1. “All reliabilities must be greater than 0 and less than or equal to 1”

• Reliability can’t be more than 1 (measurement variance attributable to true signal can’t be more than 100%), and it can’t be less than or equal to 0. If your reliability measure is less than 0, it is probably spuriously low, and you should set reliability to something like 0.001.
2. “All correlations must be within [-1,1]”

• The main input effect sizes are Pearson’s correlations, which range from [-1,1]. If you see this error, check for typos in your input.
3. “All correlations must be within [-1,1], this could be due to skew being too high.” or “No valid settings”

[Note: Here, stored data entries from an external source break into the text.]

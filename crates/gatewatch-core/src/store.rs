// ── Central reactive state store ──
//
// Holds the current `DashboardState` behind a `watch` channel. Writers
// replace whole snapshots; readers either grab the latest or subscribe
// for changes. Publishing an unchanged snapshot (same `Arc`s) is a no-op
// and wakes nobody.

use std::sync::Arc;

use tokio::sync::watch;

use crate::model::MonitorDashboard;
use crate::reducer::DashboardState;
use crate::stream::StateStream;

/// Reactive store for the monitor dashboard state.
pub struct MonitorStore {
    state: watch::Sender<DashboardState>,
}

impl MonitorStore {
    pub fn new() -> Self {
        let (state, _) = watch::channel(DashboardState::empty());
        Self { state }
    }

    // ── Snapshot accessors ───────────────────────────────────────────

    /// The current state (cheap clone, two `Arc` bumps).
    pub fn snapshot(&self) -> DashboardState {
        self.state.borrow().clone()
    }

    pub fn dashboard(&self) -> Arc<MonitorDashboard> {
        Arc::clone(self.state.borrow().dashboard())
    }

    pub fn node_count(&self) -> usize {
        self.state.borrow().dashboard().nodes.len()
    }

    // ── Mutation ─────────────────────────────────────────────────────

    /// Replace the dashboard from a fresh REST fetch, keeping health
    /// records accumulated this session.
    pub fn hydrate(&self, dashboard: Arc<MonitorDashboard>) {
        self.state.send_modify(|state| {
            *state = state.with_dashboard(dashboard);
        });
    }

    /// Publish a new state snapshot.
    ///
    /// Skips the send entirely when the snapshot is pointer-identical to
    /// the current one, so no-op reductions never wake subscribers.
    /// Returns `true` if subscribers were notified.
    pub fn publish(&self, next: DashboardState) -> bool {
        self.state.send_if_modified(|state| {
            let unchanged = Arc::ptr_eq(state.dashboard(), next.dashboard())
                && Arc::ptr_eq(state.health(), next.health());
            if unchanged {
                return false;
            }
            *state = next;
            true
        })
    }

    // ── Subscriptions ────────────────────────────────────────────────

    pub fn subscribe(&self) -> StateStream<DashboardState> {
        StateStream::new(self.state.subscribe())
    }
}

impl Default for MonitorStore {
    fn default() -> Self {
        Self::new()
    }
}

#[cfg(test)]
#[allow(clippy::unwrap_used)]
mod tests {
    use gatewatch_api::ws::{NodeEvent, WsMessage};

    use super::*;
    use crate::model::{MonitorNode, NodeStatus};

    fn dashboard() -> Arc<MonitorDashboard> {
        Arc::new(MonitorDashboard {
            account_id: "acct-1".into(),
            account_name: String::new(),
            nodes: vec![Arc::new(MonitorNode {
                id: "n1".into(),
                name: "relay".into(),
                url: String::new(),
                status: NodeStatus::Online,
                weight: 1,
                is_active: true,
                disabled: false,
                success_rate: 100.0,
                avg_response_time: 0,
                last_check_at: None,
                last_error: String::new(),
                last_ping_ms: None,
                trend_24h: Vec::new(),
                total_requests: 0,
                failed_requests: 0,
            })],
            updated_at: String::new(),
        })
    }

    #[test]
    fn hydrate_replaces_dashboard() {
        let store = MonitorStore::new();
        assert_eq!(store.node_count(), 0);

        store.hydrate(dashboard());
        assert_eq!(store.node_count(), 1);
        assert_eq!(store.dashboard().account_id, "acct-1");
    }

    #[tokio::test]
    async fn publish_notifies_subscribers() {
        let store = MonitorStore::new();
        store.hydrate(dashboard());
        let mut sub = store.subscribe();

        let event = NodeEvent {
            node_id: "n1".into(),
            node_name: None,
            status: Some("offline".into()),
            error: None,
            success_rate: None,
            avg_response_time: None,
            total_requests: None,
            failed_requests: None,
            last_ping_ms: None,
            timestamp: None,
        };
        let next = store.snapshot().apply(&WsMessage::NodeStatus(event));

        assert!(store.publish(next));
        let state = sub.changed().await.unwrap();
        assert_eq!(
            state.dashboard().node("n1").unwrap().status,
            NodeStatus::Offline
        );
    }

    #[test]
    fn publishing_identical_state_is_a_no_op() {
        let store = MonitorStore::new();
        store.hydrate(dashboard());

        // Reduction over an unknown node yields the same Arcs back
        let event = NodeEvent {
            node_id: "ghost".into(),
            node_name: None,
            status: Some("offline".into()),
            error: None,
            success_rate: None,
            avg_response_time: None,
            total_requests: None,
            failed_requests: None,
            last_ping_ms: None,
            timestamp: None,
        };
        let next = store.snapshot().apply(&WsMessage::NodeStatus(event));

        assert!(!store.publish(next), "identical snapshot must not notify");
    }
}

• If adjust.correlations = TRUE, and a variable is binary or skew is not 0, the algorithm will increase the correlations so that the output correlations match the effects input by the user. This is necessary because transforming normal variables to be binary or skewed reduces their correlations with the other variables. However, it can happen that a variable is so skewed that this is impossible, as it would require correlations greater than |1|. If you encounter this error, reduce your skew, or your correlations between variables. power_interaction() automatically removes these settings from the input.
4. “Settings produce a negative y-variance” or “No valid settings”

• It is possible to specify an impossible correlation matrix. This error indicates that $$X_1$$, $$X_2$$, and $$X_1X_2$$ have settings that result in them explaining more than 100% of the $$Y$$ variance - obviously impossible. If you encounter this error, reduce your correlations.
5. “Correlation matrix is impossible - is not positive semi-definite.”

• Another way that a correlation matrix can be “impossible”. Any true correlation matrix will have this property (by definition). This error can be caused when correlations are too large or when variables are skewed and correlations are transformed. If you encounter this error, reduce your correlations or skews.

# Strange results

1. power_estimate() produces NA.

• power_estimate() fits a regression model to the output of power_interaction() to identify when a specified power-level is reached. It will give a result of NA for three related reasons:

1. The predicted value where power is reached is outside the range of values tested by the simulation. Simply increase the range of values tested.

2. The predicted value is within the range of values tested, but only barely. For example, say power_target = .8, and one simulation achieved a pwr = 0.804. Even though 0.804 was achieved in one round of simulations, the regression analysis may predict, based on the other values tested in the simulation, that an even larger value is needed to achieve 80% power. The solution is again to increase the range of values tested.

3. Power-curves taper-off as power increases, eventually flattening out. power_estimate() fits a threshold regression model using the chngpt package, to identify whether the power-curve has flattened, and to remove the flattened portion if so. This is so that the main power_estimate() regression model will be more accurate. However, occasionally the threshold regression model is greedy, and it removes too much. This can happen particularly if the simulation only includes a few values. The solution is again to increase the range of values tested.

2. Results differ each time I run a simulation

• The examples in this package use n.iter = 1000 simulations, as this is enough to give a general sense of the pattern of results. However, we recommend n.iter = 10000 for more stable results. power_estimate() fits a regression model, and as with any regression, the number of observations, as well as their variance, impacts results. So, increasing the range and density of parameters in the simulation will also improve the stability of results. The seed parameter can also be set, so that identical results are given each time. However, this is not recommended until results have stabilized (by increasing n.iter). If seed is set n.iter = 50 will yield the same results every time, but that doesn’t mean those results are informative.